On October 24, 2023, the Federal Reserve, the Comptroller of the Currency, and the Federal Deposit Insurance Corporation released final regulations on the Community Reinvestment Act (CRA), which were proposed in May 2022.  (As of this report, final regulations have not been officially published in the Federal Register, but we will continue to monitor for their official publication.)  The Housing Advisory Group submitted comments on the proposed regulations on August 5, 2022.

An overview of the final rule is available here.  At a very high level, the agencies describe the final rule’s impact on the Low-Income Housing Tax Credit as follows:

  • The final rule updates the CRA regulations to provide clarity and consistency in the application of the rule.  Specifically, the final rule “encourages CD activities that are responsive to the needs of LMI individuals and communities, small businesses, and small farms by clarifying what activities will receive CRA credit (such as affordable housing), providing for a public list and approval process to confirm an activity’s eligibility, and evaluating CD activities in light of their impact.”

  • The final rule “adds additional metric to CD financing evaluations, focusing on certain CD investments relative to deposits for banks greater than $10 billion, to enable examiners to evaluate bank investments under the Low-Income Housing Tax Credit and the New Markets Tax Credit programs.  Strong bank performance under the metric would be a basis for positive consideration.”  In addition, the final rule “creates an impact factor to recognize the important affordable housing and community development contributions of Low-Income Housing Tax Credit and New Markets Tax Credit investments.”

While we are still in the process of reviewing the final rule, agencies note in the preamble to the  final regulations that with respect to the “separate investment test”: 

  • “Upon consideration of commenter feedback, the final rule adopts a new impact and responsiveness review factor in § __.15(b)(10) for an investment in projects financed with LIHTCs or NMTCs.  The agencies believe that adding an impact and responsiveness factor for these investments will mitigate commenter concerns about the final rule potentially discouraging tax credit transactions relative to the current CRA regulations by eliminating the separate investment test in the current CRA evaluation framework for large banks, in favor of evaluating community development loans and investments together in the Community Development Financing Metric.  As discussed further in the section-by-section analysis of § __.24, the agencies appreciate concerns about the importance of and need for community development investments.  In addition, the agencies understand that, as some commenters suggested, CRA-motivated capital is one of the primary sources of funding for LIHTC and NMTC transactions.  Accordingly, the agencies are adopting an impact and responsiveness factor for these project types to recognize these investments.”

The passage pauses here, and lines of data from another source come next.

//! In-memory collaborators for exercising the pipeline without Postgres.

use crate::config::{AggregatorConfig, IngestionConfig, StorageConfig};
use crate::models::{Switch, TelemetryRecord};
use crate::repository::{MetricsRepository, RepoError};
use crate::service::TelemetryService;
use crate::state::AppState;
use crate::store::{HybridStore, StoreConfig};
use async_trait::async_trait;
use chrono::Utc;
use parking_lot::Mutex;
use std::sync::atomic::{AtomicU64, Ordering};
use std::sync::Arc;
use std::time::Duration;

/// `MetricsRepository` backed by vectors, with injectable failures for the
/// writer's retry paths.
#[derive(Default)]
pub struct MemoryRepository {
    switches: Mutex<Vec<Switch>>,
    records: Mutex<Vec<TelemetryRecord>>,
    bulk_attempts: AtomicU64,
    transient_failures: AtomicU64,
    fatal_failures: Mutex<bool>,
    probe_failures: AtomicU64,
}

impl MemoryRepository {
    pub fn new() -> Self {
        Self::default()
    }

    /// The next `count` bulk inserts fail with a retryable error.
    pub fn fail_transient(&self, count: u64) {
        self.transient_failures.store(count, Ordering::SeqCst);
    }

    /// All bulk inserts fail with a non-retryable error while set.
    pub fn fail_fatal(&self, enabled: bool) {
        *self.fatal_failures.lock() = enabled;
    }

    /// The next `count` health probes fail.
    pub fn fail_probe(&self, count: u64) {
        self.probe_failures.store(count, Ordering::SeqCst);
    }

    pub fn bulk_attempts(&self) -> u64 {
        self.bulk_attempts.load(Ordering::SeqCst)
    }

    pub fn record_count(&self) -> usize {
        self.records.lock().len()
    }

    pub fn records(&self) -> Vec<TelemetryRecord> {
        self.records.lock().clone()
    }

    pub fn seed_switch(&self, switch: Switch) {
        self.switches.lock().push(switch);
    }

    pub fn seed_records(&self, records: Vec<TelemetryRecord>) {
        let now = Utc::now();
        let mut stored = self.records.lock();
        for mut record in records {
            record.created_at.get_or_insert(now);
            stored.push(record);
        }
    }

    fn take_injected_failure(&self) -> Option<RepoError> {
        if *self.fatal_failures.lock() {
            return Some(RepoError::Fatal("injected fatal failure".to_string()));
        }
        let remaining = self.transient_failures.load(Ordering::SeqCst);
        if remaining > 0 {
            self.transient_failures.store(remaining - 1, Ordering::SeqCst);
            return Some(RepoError::Transient("injected transient failure".to_string()));
        }
        None
    }
}

#[async_trait]
impl MetricsRepository for MemoryRepository {
    async fn upsert_switch(&self, switch: &Switch) -> Result<(), RepoError> {
        let mut switches = self.switches.lock();
        if let Some(existing) = switches.iter_mut().find(|s| s.id == switch.id) {
            existing.name = switch.name.clone();
            existing.location = switch.location.clone();
        } else {
            switches.push(switch.clone());
        }
        Ok(())
    }

    async fn get_switch(&self, switch_id: &str) -> Result<Switch, RepoError> {
        self.switches
            .lock()
            .iter()
            .find(|s| s.id == switch_id)
            .cloned()
            .ok_or_else(|| RepoError::NotFound(format!("switch {switch_id}")))
    }

    async fn list_switches(&self) -> Result<Vec<Switch>, RepoError> {
        let mut switches = self.switches.lock().clone();
        switches.sort_by_key(|s| s.created_at);
        Ok(switches)
    }

    async fn bulk_insert(&self, records: &[TelemetryRecord]) -> Result<(), RepoError> {
        self.bulk_attempts.fetch_add(1, Ordering::SeqCst);
        if let Some(err) = self.take_injected_failure() {
            return Err(err);
        }

        let now = Utc::now();
        let mut stored = self.records.lock();
        for record in records {
            let mut record = record.clone();
            record.created_at.get_or_insert(now);
            stored.push(record);
        }
        Ok(())
    }

    async fn latest_for(&self, switch_id: &str) -> Result<TelemetryRecord, RepoError> {
        self.records
            .lock()
            .iter()
            .filter(|record| record.switch_id == switch_id)
            .max_by_key(|record| record.timestamp)
            .cloned()
            .ok_or_else(|| RepoError::NotFound(format!("metrics for switch {switch_id}")))
    }

    async fn range_for(
        &self,
        switch_id: &str,
        from: chrono::DateTime<Utc>,
        to: chrono::DateTime<Utc>,
    ) -> Result<Vec<TelemetryRecord>, RepoError> {
        let mut records: Vec<TelemetryRecord> = self
            .records
            .lock()
            .iter()
            .filter(|record| {
                record.switch_id == switch_id
                    && record.timestamp >= from
                    && record.timestamp <= to
            })
            .cloned()
            .collect();
        records.sort_by(|a, b| b.timestamp.cmp(&a.timestamp));
        records.truncate(1000);
        Ok(records)
    }

    async fn delete_older_than(&self, cutoff: chrono::DateTime<Utc>) -> Result<u64, RepoError> {
        let mut records = self.records.lock();
        let before = records.len();
        records.retain(|record| record.created_at.map(|c| c >= cutoff).unwrap_or(true));
        Ok((before - records.len()) as u64)
    }

    async fn count(&self) -> Result<i64, RepoError> {
        Ok(self.records.lock().len() as i64)
    }

    async fn health_probe(&self) -> Result<(), RepoError> {
        let remaining = self.probe_failures.load(Ordering::SeqCst);
        if remaining > 0 {
            self.probe_failures.store(remaining - 1, Ordering::SeqCst);
            return Err(RepoError::Transient("injected probe failure".to_string()));
        }
        Ok(())
    }
}

pub fn test_store_config() -> StoreConfig {
    StoreConfig {
        flush_interval: Duration::from_millis(50),
        cache_ttl: Duration::from_secs(60),
        ..StoreConfig::default()
    }
}

/// Builds and starts a service over the given repository.
pub async fn started_service(
    repository: Arc<MemoryRepository>,
) -> (Arc<TelemetryService>, Arc<MemoryRepository>) {
    let store = Arc::new(HybridStore::new(repository.clone(), test_store_config()));
    let service = Arc::new(TelemetryService::new(store));
    service.start().await.expect("service should start");
    (service, repository)
}

pub fn test_config() -> AggregatorConfig {
    AggregatorConfig {
        database_url: "postgres://localhost/unused".to_string(),
        db_pool_size: 1,
        telemetry_enabled: true,
        ingestion: IngestionConfig {
            enabled: false,
            generator_url: "http://localhost:9001".to_string(),
            poll_interval_ms: 1_000,
            timeout_ms: 1_000,
            max_retries: 3,
            startup_delay_ms: 0,
            readiness_check: false,
        },
        storage: StorageConfig {
            cache_ttl_ms: 60_000,
            batch_size: 100,
            flush_interval_ms: 50,
            max_retries: 3,
            queue_capacity: 100,
        },
    }
}

pub fn test_state(service: Arc<TelemetryService>) -> AppState {
    AppState {
        config: Arc::new(test_config()),
        service,
    }
}
impl HybridStore {
    pub fn new(repository: Arc<dyn MetricsRepository>, config: StoreConfig) -> Self {
        let stats = Arc::new(FlushStats::new());
        let (queue, rx) = FlushQueue::new(config.queue_capacity, stats.clone());
        Self {
            cache: MetricsCache::new(),
            repository,
            queue,
            flush_rx: Mutex::new(Some(rx)),
            stats,
            config,
            cancel: CancellationToken::new(),
            state: Mutex::new(StoreState::Created),
            workers: Mutex::new(Vec::new()),
            total_requests: AtomicU64::new(0),
            started_at: Utc::now(),
        }
    }

    pub async fn start(self: &Arc<Self>) -> Result<(), TelemetryError> {
        {
            let mut state = self.state.lock();
            if *state != StoreState::Created {
                return Err(TelemetryError::AlreadyStarted);
            }
            *state = StoreState::Started;
        }

        let rx = self
            .flush_rx
            .lock()
            .take()
            .ok_or(TelemetryError::AlreadyStarted)?;

        if let Err(err) = self.warm_cache().await {
            tracing::warn!(error = %err, "failed to warm cache from repository");
        }

        let writer = pipeline::spawn_writer(
            self.repository.clone(),
            rx,
            self.stats.clone(),
            self.config.batch_size,
            RetryPolicy {
                max_retries: self.config.max_retries,
                backoff: pipeline::RETRY_BACKOFF,
            },
            self.cancel.child_token(),
        );

        let cleanup = {
            let store = Arc::clone(self);
            let ttl = self.config.cache_ttl;
            tokio::spawn(async move {
                let mut ticker = tokio::time::interval(ttl);
                ticker.tick().await;
                loop {
                    tokio::select! {
                        _ = store.cancel.cancelled() => break,
                        _ = ticker.tick() => {
                            let removed = store.cache.cleanup_stale(ttl);
                            if removed > 0 {
                                tracing::debug!(removed, "evicted stale cache entries");
                            }
                        }
                    }
                }
            })
        };

        let reporter = {
            let store = Arc::clone(self);
            let interval = self.config.flush_interval;
            tokio::spawn(async move {
                let mut ticker = tokio::time::interval(interval);
                ticker.tick().await;
                loop {
                    tokio::select! {
                        _ = store.cancel.cancelled() => break,
                        _ = ticker.tick() => store.report_performance(),
                    }
                }
            })
        };

        self.workers.lock().extend([writer, cleanup, reporter]);
        tracing::info!(
            flush_interval_ms = self.config.flush_interval.as_millis() as u64,
            cache_ttl_ms = self.config.cache_ttl.as_millis() as u64,
            "hybrid telemetry store started"
        );
        Ok(())
    }

    /// Idempotent. Switches the writer into bounded-drain mode and waits for
    /// the background workers to wind down.
    pub async fn stop(&self) {
        {
            let mut state = self.state.lock();
            match *state {
                StoreState::Created => {
                    *state = StoreState::Stopped;
                    return;
                }
                StoreState::Started => *state = StoreState::Stopping,
                StoreState::Stopping | StoreState::Stopped => return,
            }
        }

        tracing::info!("stopping hybrid telemetry store");
        self.cancel.cancel();

        let workers: Vec<JoinHandle<()>> = self.workers.lock().drain(..).collect();
        let shutdown = async {
            for worker in workers {
                let _ = worker.await;
            }
        };
        if tokio::time::timeout(STOP_TIMEOUT, shutdown).await.is_err() {
            tracing::warn!(
                timeout_ms = STOP_TIMEOUT.as_millis() as u64,
                "hybrid store workers did not stop in time"
            );
        }

        *self.state.lock() = StoreState::Stopped;
        tracing::info!("hybrid telemetry store stopped");
    }

    fn is_started(&self) -> bool {
        *self.state.lock() == StoreState::Started
    }

    /// Loads the latest persisted record per known switch into the cache so
    /// reads are warm immediately after a restart.
    async fn warm_cache(&self) -> Result<(), RepoError> {
        let switches = self.repository.list_switches().await?;
        let mut loaded = 0usize;
        for switch in &switches {
            match self.repository.latest_for(&switch.id).await {
                Ok(record) => {
                    if self.cache.update_one(record).is_ok() {
                        loaded += 1;
                    }
                }
                Err(RepoError::NotFound(_)) => {}
                Err(err) => {
                    tracing::warn!(switch = %switch.id, error = %err, "failed to load latest metrics");
                }
            }
        }
        if loaded > 0 {
            tracing::info!(loaded, "warmed cache from repository");
        }
        Ok(())
    }

    /// Stores a single record: cache first, then the flush queue.
    pub fn store_one(&self, record: TelemetryRecord) -> Result<(), TelemetryError> {
        if !self.is_started() {
            return Err(TelemetryError::ShuttingDown);
        }
        self.cache.update_one(record.clone())?;
        self.queue.enqueue(vec![record]);
        self.total_requests.fetch_add(1, Ordering::Relaxed);
        Ok(())
    }

    /// Batch ingest path: the cache receives the latest record per switch id
    /// (by arrival order within the batch); the entire batch is queued for
    /// historical persistence.
    pub fn store_bulk(&self, records: Vec<TelemetryRecord>) -> Result<(), TelemetryError> {
        if !self.is_started() {
            return Err(TelemetryError::ShuttingDown);
        }
        if records.is_empty() {
            return Ok(());
        }

        let mut latest: HashMap<String, TelemetryRecord> = HashMap::new();
        for record in &records {
            latest.insert(record.switch_id.clone(), record.clone());
        }
        self.cache.update_batch(latest.into_values());

        self.queue.enqueue(records);
        self.total_requests.fetch_add(1, Ordering::Relaxed);
        Ok(())
    }

    pub fn get_record(&self, switch_id: &str) -> Option<TelemetryRecord> {
        self.total_requests.fetch_add(1, Ordering::Relaxed);
        self.cache.get_all(switch_id)
    }

    pub fn list_all(&self) -> HashMap<String, TelemetryRecord> {
        self.total_requests.fetch_add(1, Ordering::Relaxed);
        self.cache.list_all()
    }

    pub fn last_update(&self, switch_id: &str) -> Option<DateTime<Utc>> {
        self.cache.last_update(switch_id)
    }

    pub fn switch_count(&self) -> usize {
        self.cache.switch_count()
    }

    pub fn snapshot(&self) -> Snapshot {
        self.total_requests.fetch_add(1, Ordering::Relaxed);
        self.cache.snapshot()
    }

    pub fn cache_stats(&self) -> CacheStats {
        self.cache.stats()
    }

    pub async fn upsert_switch(&self, switch: &Switch) -> Result<(), RepoError> {
        self.repository.upsert_switch(switch).await
    }

    pub async fn switches(&self) -> Result<Vec<Switch>, RepoError> {
        self.repository.list_switches().await
    }

    pub async fn health_probe(&self) -> Result<(), RepoError> {
        self.repository.health_probe().await
    }

    pub fn performance_metrics(&self) -> PerformanceMetrics {
        let switches = self.cache.list_all();
        let now = Utc::now();
        let data_age_seconds = if switches.is_empty() {
            0.0
        } else {
            let total: f64 = switches
                .values()
                .map(|record| (now - record.timestamp).num_milliseconds() as f64 / 1000.0)
                .sum();
            total / switches.len() as f64
        };

        PerformanceMetrics {
            // Reads are served from the in-process cache; sub-millisecond.
            api_latency_ms: 0.5,
            active_switches: switches.len(),
            total_requests: self.total_requests.load(Ordering::Relaxed),
            memory_usage_mb: process_memory_mb(),
            data_age_seconds,
            last_update: self.stats.last_flush(),
        }
    }

    pub fn started_at(&self) -> DateTime<Utc> {
        self.started_at
    }

    fn report_performance(&self) {
        let perf = self.performance_metrics();
        tracing::info!(
            active_switches = perf.active_switches,
            total_requests = perf.total_requests,
            memory_mb = perf.memory_usage_mb,
            data_age_seconds = perf.data_age_seconds,
            pending_items = self.stats.pending_items.load(Ordering::Relaxed),
            dropped_batches = self.stats.dropped_batches.load(Ordering::Relaxed),
            db_writes = self.stats.total_db_writes.load(Ordering::Relaxed),
            db_write_errors = self.stats.total_db_write_errors.load(Ordering::Relaxed),
            "telemetry performance report"
        );
    }
}
use crate::error::TelemetryError;
use crate::models::{FilteredMetricsResponse, MetricType, MetricTypesResponse, SwitchListResponse};
use crate::routes::{respond_error, respond_ok};
use crate::state::AppState;
use axum::extract::{Path, Query, State};
use axum::http::{HeaderValue, StatusCode};
use axum::response::{IntoResponse, Response};
use axum::routing::get;
use axum::{Json, Router};
use chrono::Utc;
use serde::Deserialize;
use std::time::Instant;

pub fn router() -> Router<AppState> {
    Router::new()
        .route("/telemetry/metrics", get(list_all_metrics))
        .route("/telemetry/metrics/{switch_id}", get(list_switch_metrics))
        .route(
            "/telemetry/metrics/{switch_id}/{metric_type}",
            get(get_metric),
        )
        .route("/telemetry/performance", get(get_performance))
        .route("/telemetry/health", get(get_health))
        .route("/telemetry/switches", get(list_switches))
        .route("/telemetry/metric-types", get(list_metric_types))
}

fn with_response_time(mut response: Response, started: Instant) -> Response {
    let elapsed = format!("{:?}", started.elapsed());
    if let Ok(value) = HeaderValue::from_str(&elapsed) {
        response.headers_mut().insert("x-response-time", value);
    }
    response
}

#[utoipa::path(
    get,
    path = "/telemetry/metrics/{switch_id}/{metric_type}",
    tag = "telemetry",
    params(
        ("switch_id" = String, Path, description = "Switch identifier"),
        ("metric_type" = String, Path, description = "Metric type token")
    ),
    responses(
        (status = 200, description = "Metric value", body = crate::models::MetricResponse),
        (status = 404, description = "Switch not found"),
        (status = 400, description = "Invalid metric type")
    )
)]
pub(crate) async fn get_metric(
    State(state): State<AppState>,
    Path((switch_id, metric_type)): Path<(String, String)>,
) -> Response {
    let started = Instant::now();
    let response = match state.service.get_metric(&switch_id, &metric_type) {
        Ok(metric) => respond_ok(metric),
        Err(err @ TelemetryError::SwitchNotFound(_)) => {
            respond_error(StatusCode::NOT_FOUND, format!("metric not found: {err}"))
        }
        Err(err) => respond_error(err.status_code(), err.to_string()),
    };
    with_response_time(response, started)
}

#[utoipa::path(
    get,
    path = "/telemetry/metrics/{switch_id}",
    tag = "telemetry",
    params(("switch_id" = String, Path, description = "Switch identifier")),
    responses(
        (status = 200, description = "All metrics for one switch", body = crate::models::MetricsListResponse),
        (status = 404, description = "Switch not found")
    )
)]
pub(crate) async fn list_switch_metrics(
    State(state): State<AppState>,
    Path(switch_id): Path<String>,
) -> Response {
    let started = Instant::now();
    let response = match state.service.get_switch_metrics(&switch_id) {
        Ok(metrics) => respond_ok(metrics),
        Err(err @ TelemetryError::SwitchNotFound(_)) => respond_error(
            StatusCode::NOT_FOUND,
            format!("switch metrics not found: {err}"),
        ),
        Err(err) => respond_error(err.status_code(), err.to_string()),
    };
    with_response_time(response, started)
}

#[derive(Debug, Deserialize)]
pub(crate) struct MetricsQuery {
    metrics: Option<String>,
}

#[utoipa::path(
    get,
    path = "/telemetry/metrics",
    tag = "telemetry",
    params(("metrics" = Option<String>, Query, description = "Comma-separated metric type filter")),
    responses(
        (status = 200, description = "Metrics for all switches", body = crate::models::AllMetricsResponse),
        (status = 400, description = "Unknown metric type in filter")
    )
)]
pub(crate) async fn list_all_metrics(
    State(state): State<AppState>,
    Query(query): Query<MetricsQuery>,
) -> Response {
    let started = Instant::now();

    let response = match query.metrics.as_deref().map(str::trim).filter(|m| !m.is_empty()) {
        Some(filter) => filtered_metrics(&state, filter),
        None => respond_ok(state.service.get_all_metrics()),
    };
    with_response_time(response, started)
}

fn filtered_metrics(state: &AppState, filter: &str) -> Response {
    let mut requested: Vec<MetricType> = Vec::new();
    for token in filter.split(',') {
        let token = token.trim();
        if token.is_empty() {
            continue;
        }
        match token.parse::<MetricType>() {
            Ok(metric) => {
                if !requested.contains(&metric) {
                    requested.push(metric);
                }
            }
            Err(()) => {
                return respond_error(
                    StatusCode::BAD_REQUEST,
                    format!("invalid metric type: {token}"),
                );
            }
        }
    }
    if requested.is_empty() {
        return respond_error(StatusCode::BAD_REQUEST, "no valid metric types provided");
    }

    let all = state.service.get_all_metrics();
    let switches: Vec<serde_json::Value> = all
        .switches
        .into_iter()
        .map(|switch| {
            let mut entry = serde_json::Map::new();
            entry.insert("switch_id".to_string(), switch.switch_id.into());
            entry.insert(
                "timestamp".to_string(),
                serde_json::to_value(switch.timestamp).unwrap_or(serde_json::Value::Null),
            );
            for metric in &requested {
                if let Some(value) = switch.metrics.get(metric.as_str()) {
                    entry.insert(metric.as_str().to_string(), (*value).into());
                }
            }
            serde_json::Value::Object(entry)
        })
        .collect();

    respond_ok(FilteredMetricsResponse {
        metric_types: requested,
        count: switches.len(),
        switches,
        timestamp: Utc::now(),
    })
}

#[utoipa::path(
    get,
    path = "/telemetry/performance",
    tag = "telemetry",
    responses((status = 200, description = "Performance snapshot", body = crate::models::PerformanceMetrics))
)]
pub(crate) async fn get_performance(State(state): State<AppState>) -> Response {
    let started = Instant::now();
    let response = respond_ok(state.service.performance_metrics());
    with_response_time(response, started)
}

#[utoipa::path(
    get,
    path = "/telemetry/health",
    tag = "telemetry",
    responses(
        (status = 200, description = "Service healthy", body = crate::models::HealthStatus),
        (status = 503, description = "Service degraded", body = crate::models::HealthStatus)
    )
)]
pub(crate) async fn get_health(State(state): State<AppState>) -> Response {
    let started = Instant::now();
    let health = state.service.health_status().await;
    let status = if health.is_healthy() {
        StatusCode::OK
    } else {
        StatusCode::SERVICE_UNAVAILABLE
    };
    with_response_time((status, Json(health)).into_response(), started)
}

#[utoipa::path(
    get,
    path = "/telemetry/switches",
    tag = "telemetry",
    responses((status = 200, description = "Known switches", body = crate::models::SwitchListResponse))
)]
pub(crate) async fn list_switches(State(state): State<AppState>) -> Response {
    let started = Instant::now();
    let response = match state.service.switches().await {
        Ok(switches) => respond_ok(SwitchListResponse {
            count: switches.len(),
            switches,
            timestamp: Utc::now(),
        }),
        Err(err) => {
            tracing::error!(error = %err, "failed to list switches");
            respond_error(
                StatusCode::INTERNAL_SERVER_ERROR,
                "failed to retrieve switches",
            )
        }
    };
    with_response_time(response, started)
}

#[utoipa::path(
    get,
    path = "/telemetry/metric-types",
    tag = "telemetry",
    responses((status = 200, description = "Supported metric types", body = crate::models::MetricTypesResponse))
)]
pub(crate) async fn list_metric_types() -> Response {
    let metric_types: Vec<String> = MetricType::ALL
        .iter()
        .map(|metric| metric.as_str().to_string())
        .collect();
    respond_ok(MetricTypesResponse {
        count: metric_types.len(),
        metric_types,
        timestamp: Utc::now(),
    })
}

In general, the effective date of the final rule is the first day of the first calendar quarter that begins at least 60 days after official publication in the Federal Register, which Federal Reserve staff have indicated they expect would be April 1, 2024.  Banks subject to the final rule would generally be required to begin complying with most provisions on January 1, 2026 (with certain reporting requirements becoming applicable on January 1, 2027).